··· The input ···

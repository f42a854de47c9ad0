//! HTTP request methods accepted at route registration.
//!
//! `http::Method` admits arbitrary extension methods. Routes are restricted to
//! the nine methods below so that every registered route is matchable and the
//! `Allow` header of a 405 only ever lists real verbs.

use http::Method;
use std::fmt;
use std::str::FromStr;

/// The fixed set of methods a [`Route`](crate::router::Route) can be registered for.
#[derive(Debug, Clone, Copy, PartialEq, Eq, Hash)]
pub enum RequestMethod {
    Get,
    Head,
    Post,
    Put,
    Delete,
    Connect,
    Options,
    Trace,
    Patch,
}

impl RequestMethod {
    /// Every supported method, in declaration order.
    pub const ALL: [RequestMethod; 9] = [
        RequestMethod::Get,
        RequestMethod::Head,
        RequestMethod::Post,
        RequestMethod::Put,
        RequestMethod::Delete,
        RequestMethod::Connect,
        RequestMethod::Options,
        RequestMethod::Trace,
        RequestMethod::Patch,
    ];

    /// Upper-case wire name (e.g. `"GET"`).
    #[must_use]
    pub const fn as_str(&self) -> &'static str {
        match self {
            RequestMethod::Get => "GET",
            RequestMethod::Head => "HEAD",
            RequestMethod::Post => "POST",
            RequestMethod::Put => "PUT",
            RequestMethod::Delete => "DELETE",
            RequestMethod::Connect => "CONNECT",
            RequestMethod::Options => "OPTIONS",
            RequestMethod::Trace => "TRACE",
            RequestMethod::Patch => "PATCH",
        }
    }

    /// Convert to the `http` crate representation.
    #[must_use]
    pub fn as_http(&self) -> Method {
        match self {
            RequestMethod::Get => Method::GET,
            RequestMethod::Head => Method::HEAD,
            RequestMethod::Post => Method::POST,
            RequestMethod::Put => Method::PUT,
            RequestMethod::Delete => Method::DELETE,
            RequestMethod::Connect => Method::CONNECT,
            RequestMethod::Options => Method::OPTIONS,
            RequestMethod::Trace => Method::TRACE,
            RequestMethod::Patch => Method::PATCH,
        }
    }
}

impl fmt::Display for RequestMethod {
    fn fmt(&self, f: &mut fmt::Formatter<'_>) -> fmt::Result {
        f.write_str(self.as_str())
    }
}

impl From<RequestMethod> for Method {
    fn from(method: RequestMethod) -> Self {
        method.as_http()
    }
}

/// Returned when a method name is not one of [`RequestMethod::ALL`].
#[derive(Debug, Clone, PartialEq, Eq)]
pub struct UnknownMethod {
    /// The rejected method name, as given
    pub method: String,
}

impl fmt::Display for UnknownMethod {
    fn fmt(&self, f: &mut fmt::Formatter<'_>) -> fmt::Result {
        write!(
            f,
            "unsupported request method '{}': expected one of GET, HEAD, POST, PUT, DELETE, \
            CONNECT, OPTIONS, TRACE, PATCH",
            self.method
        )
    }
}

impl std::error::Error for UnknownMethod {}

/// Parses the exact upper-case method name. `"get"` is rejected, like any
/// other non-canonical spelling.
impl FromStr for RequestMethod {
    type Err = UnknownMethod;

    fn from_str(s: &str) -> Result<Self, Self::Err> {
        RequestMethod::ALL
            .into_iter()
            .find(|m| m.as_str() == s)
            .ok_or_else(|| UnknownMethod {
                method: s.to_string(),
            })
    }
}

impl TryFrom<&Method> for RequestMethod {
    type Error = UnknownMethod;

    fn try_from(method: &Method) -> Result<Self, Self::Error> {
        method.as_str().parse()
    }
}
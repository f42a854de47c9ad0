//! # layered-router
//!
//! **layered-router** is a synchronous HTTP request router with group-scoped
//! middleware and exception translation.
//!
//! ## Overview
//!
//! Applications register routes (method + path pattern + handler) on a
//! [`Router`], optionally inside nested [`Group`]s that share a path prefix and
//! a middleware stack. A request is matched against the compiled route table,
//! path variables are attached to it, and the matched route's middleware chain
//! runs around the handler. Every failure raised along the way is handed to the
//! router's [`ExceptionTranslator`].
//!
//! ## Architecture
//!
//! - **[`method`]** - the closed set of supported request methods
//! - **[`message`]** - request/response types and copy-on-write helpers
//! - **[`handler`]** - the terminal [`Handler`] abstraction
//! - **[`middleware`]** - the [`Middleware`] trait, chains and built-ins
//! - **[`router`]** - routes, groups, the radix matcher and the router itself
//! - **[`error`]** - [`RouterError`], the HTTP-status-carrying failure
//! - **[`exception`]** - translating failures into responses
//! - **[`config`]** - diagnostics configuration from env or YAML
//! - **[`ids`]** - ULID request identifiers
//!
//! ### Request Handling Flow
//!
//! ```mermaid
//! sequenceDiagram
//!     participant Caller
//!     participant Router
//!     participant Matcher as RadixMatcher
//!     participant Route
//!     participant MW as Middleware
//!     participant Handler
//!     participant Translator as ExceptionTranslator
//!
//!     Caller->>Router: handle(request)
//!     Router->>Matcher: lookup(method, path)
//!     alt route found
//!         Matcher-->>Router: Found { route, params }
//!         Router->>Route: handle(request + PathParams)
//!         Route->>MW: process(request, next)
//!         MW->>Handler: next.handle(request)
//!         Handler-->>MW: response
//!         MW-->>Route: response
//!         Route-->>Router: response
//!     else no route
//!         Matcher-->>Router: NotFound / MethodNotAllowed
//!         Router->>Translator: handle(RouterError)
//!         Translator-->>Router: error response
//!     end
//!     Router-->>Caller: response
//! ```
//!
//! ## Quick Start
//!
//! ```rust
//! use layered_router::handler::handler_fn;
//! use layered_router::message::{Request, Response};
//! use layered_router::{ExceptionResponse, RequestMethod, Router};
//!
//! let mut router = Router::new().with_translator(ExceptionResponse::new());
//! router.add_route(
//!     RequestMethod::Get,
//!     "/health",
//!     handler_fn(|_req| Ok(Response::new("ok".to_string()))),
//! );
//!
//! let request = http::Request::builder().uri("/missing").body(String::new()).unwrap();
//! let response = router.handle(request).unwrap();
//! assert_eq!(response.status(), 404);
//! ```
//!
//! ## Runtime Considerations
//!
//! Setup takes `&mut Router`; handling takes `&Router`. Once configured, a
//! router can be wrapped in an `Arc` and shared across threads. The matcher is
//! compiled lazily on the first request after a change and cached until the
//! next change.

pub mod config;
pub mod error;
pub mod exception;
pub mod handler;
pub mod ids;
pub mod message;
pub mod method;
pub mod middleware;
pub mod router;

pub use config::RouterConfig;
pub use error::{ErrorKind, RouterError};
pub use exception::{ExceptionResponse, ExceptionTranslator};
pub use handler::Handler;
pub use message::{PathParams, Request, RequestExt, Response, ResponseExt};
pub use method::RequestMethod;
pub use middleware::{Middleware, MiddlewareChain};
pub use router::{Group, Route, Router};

···
··· The input ···

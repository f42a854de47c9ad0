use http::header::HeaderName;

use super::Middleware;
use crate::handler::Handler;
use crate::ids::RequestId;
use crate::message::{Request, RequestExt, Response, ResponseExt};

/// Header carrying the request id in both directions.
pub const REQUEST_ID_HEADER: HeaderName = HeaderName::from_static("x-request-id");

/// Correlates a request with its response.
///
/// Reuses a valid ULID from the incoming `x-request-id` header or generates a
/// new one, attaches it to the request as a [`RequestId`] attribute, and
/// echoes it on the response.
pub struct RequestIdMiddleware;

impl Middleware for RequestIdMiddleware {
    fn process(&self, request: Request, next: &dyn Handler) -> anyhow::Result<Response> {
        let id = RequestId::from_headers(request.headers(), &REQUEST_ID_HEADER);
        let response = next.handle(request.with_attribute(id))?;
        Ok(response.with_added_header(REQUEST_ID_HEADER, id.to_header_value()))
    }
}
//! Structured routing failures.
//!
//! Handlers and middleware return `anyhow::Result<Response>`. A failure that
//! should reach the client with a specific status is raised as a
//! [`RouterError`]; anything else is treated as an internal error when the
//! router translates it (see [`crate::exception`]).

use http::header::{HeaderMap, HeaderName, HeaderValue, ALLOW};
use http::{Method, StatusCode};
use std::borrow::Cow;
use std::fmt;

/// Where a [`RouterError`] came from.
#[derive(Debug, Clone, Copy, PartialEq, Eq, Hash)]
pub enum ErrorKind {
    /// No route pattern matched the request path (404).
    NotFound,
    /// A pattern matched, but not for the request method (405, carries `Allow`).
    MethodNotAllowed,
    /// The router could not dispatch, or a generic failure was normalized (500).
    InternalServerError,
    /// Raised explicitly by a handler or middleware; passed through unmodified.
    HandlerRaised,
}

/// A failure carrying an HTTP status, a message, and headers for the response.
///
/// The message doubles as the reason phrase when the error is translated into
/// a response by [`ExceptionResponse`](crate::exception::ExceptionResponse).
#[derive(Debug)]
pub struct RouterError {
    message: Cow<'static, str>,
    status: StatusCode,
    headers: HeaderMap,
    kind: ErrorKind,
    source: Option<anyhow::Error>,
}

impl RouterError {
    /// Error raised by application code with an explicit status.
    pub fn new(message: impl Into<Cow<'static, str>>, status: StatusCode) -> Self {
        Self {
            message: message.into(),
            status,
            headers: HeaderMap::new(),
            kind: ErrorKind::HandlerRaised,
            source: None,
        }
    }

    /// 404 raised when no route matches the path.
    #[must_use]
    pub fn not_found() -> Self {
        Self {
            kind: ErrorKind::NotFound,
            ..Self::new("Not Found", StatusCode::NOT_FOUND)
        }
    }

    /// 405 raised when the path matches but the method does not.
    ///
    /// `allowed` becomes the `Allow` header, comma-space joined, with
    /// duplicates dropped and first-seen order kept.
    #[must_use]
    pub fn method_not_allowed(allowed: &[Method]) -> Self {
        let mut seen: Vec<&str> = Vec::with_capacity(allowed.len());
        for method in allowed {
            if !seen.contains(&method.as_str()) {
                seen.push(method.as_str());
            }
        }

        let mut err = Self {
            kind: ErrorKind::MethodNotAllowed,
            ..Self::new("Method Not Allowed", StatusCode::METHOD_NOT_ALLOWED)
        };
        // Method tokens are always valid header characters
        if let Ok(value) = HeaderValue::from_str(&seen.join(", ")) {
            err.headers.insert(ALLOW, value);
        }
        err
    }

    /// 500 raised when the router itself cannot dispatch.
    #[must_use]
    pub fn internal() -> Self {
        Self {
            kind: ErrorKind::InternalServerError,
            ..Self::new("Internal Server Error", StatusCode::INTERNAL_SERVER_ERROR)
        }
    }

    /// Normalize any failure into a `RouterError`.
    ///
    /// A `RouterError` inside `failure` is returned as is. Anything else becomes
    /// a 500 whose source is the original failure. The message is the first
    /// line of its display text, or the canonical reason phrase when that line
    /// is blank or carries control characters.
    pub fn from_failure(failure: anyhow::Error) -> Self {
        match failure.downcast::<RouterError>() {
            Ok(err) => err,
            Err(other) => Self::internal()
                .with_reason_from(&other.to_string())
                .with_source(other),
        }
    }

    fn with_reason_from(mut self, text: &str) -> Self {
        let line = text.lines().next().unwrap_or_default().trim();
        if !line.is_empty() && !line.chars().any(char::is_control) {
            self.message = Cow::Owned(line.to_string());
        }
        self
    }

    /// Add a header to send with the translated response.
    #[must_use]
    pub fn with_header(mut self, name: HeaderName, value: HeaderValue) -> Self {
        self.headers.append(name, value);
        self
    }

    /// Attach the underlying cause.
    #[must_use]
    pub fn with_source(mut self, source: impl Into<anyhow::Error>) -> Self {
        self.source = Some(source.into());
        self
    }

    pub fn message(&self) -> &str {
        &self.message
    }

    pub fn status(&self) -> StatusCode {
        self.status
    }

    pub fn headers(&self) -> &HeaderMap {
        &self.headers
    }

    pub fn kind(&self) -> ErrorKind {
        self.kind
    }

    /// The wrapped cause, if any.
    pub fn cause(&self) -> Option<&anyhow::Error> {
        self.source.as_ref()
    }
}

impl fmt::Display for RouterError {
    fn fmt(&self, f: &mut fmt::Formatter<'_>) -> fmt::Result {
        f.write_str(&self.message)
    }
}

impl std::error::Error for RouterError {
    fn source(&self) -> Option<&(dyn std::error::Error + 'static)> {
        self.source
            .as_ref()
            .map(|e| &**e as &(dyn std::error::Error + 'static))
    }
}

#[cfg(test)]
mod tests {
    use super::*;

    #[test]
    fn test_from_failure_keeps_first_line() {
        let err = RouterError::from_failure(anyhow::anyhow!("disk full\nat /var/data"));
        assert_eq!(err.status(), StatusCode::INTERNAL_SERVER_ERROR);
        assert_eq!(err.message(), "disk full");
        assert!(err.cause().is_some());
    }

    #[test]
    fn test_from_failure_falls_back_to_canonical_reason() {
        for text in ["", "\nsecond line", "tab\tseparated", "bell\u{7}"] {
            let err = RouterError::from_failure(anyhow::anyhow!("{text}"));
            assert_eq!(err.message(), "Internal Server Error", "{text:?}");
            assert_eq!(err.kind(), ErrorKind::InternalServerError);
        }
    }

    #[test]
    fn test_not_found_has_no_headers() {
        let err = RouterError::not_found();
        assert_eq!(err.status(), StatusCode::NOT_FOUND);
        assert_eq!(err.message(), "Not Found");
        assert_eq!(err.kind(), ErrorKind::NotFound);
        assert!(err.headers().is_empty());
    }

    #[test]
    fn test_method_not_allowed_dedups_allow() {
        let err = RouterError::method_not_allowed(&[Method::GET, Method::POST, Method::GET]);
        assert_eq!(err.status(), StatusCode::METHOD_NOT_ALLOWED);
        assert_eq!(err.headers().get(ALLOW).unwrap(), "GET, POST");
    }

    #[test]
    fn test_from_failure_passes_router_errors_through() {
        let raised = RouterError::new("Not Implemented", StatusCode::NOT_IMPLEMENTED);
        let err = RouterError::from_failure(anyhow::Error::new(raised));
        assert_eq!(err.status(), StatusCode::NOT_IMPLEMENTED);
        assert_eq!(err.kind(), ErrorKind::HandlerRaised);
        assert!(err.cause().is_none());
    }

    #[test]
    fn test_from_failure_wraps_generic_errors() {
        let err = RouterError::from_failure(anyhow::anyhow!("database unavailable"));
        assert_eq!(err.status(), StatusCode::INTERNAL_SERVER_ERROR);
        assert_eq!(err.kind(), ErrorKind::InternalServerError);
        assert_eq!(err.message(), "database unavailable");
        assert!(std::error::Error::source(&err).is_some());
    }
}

···
··· The input ···

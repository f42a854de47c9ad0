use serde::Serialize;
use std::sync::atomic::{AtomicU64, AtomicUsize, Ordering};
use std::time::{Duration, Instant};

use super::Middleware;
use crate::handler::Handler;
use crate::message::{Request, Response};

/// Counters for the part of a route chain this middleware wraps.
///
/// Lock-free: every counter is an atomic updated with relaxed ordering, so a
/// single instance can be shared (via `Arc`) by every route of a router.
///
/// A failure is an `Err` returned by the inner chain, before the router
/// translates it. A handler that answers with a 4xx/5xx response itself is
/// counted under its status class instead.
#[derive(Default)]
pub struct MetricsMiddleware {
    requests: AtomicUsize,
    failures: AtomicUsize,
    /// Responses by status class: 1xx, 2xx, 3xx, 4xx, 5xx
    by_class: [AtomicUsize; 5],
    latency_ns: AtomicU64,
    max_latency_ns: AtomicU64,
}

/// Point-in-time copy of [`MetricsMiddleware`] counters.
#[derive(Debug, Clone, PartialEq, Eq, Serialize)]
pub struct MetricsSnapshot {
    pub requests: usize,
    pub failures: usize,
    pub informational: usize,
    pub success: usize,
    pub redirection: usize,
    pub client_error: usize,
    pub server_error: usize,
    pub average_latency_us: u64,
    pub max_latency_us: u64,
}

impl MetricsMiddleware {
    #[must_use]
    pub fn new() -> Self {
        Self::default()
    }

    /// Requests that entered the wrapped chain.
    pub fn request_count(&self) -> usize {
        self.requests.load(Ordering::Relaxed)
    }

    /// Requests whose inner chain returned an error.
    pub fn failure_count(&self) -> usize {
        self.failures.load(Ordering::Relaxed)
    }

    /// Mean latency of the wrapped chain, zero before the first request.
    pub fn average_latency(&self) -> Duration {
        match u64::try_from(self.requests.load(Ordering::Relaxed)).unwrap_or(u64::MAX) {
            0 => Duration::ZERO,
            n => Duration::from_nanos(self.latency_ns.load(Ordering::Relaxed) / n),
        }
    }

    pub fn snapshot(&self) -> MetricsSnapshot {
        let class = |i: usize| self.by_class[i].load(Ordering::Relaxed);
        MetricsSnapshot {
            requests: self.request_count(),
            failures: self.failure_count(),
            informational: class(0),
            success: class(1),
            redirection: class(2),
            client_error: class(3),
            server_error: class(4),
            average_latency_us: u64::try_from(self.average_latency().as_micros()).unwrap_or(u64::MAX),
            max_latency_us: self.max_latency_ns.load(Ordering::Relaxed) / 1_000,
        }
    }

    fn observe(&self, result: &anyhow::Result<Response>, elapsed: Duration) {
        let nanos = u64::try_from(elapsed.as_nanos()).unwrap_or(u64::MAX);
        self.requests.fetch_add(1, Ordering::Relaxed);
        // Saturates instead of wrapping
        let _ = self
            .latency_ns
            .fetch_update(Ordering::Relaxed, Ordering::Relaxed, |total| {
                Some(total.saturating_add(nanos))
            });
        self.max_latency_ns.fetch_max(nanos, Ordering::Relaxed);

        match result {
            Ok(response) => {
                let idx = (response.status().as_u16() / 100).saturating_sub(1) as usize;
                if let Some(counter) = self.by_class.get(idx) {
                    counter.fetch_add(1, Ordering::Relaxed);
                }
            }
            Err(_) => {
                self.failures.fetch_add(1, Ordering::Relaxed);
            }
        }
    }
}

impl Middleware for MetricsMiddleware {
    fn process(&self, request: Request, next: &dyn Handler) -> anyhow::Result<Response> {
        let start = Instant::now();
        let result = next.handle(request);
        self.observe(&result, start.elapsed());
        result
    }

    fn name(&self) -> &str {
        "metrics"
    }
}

···

#### Problem description:
Go through the data above and find the lines with the word "FromStr". Copy each of those lines.

#### Expected answer:
use std::str::FromStr;
impl FromStr for RequestMethod {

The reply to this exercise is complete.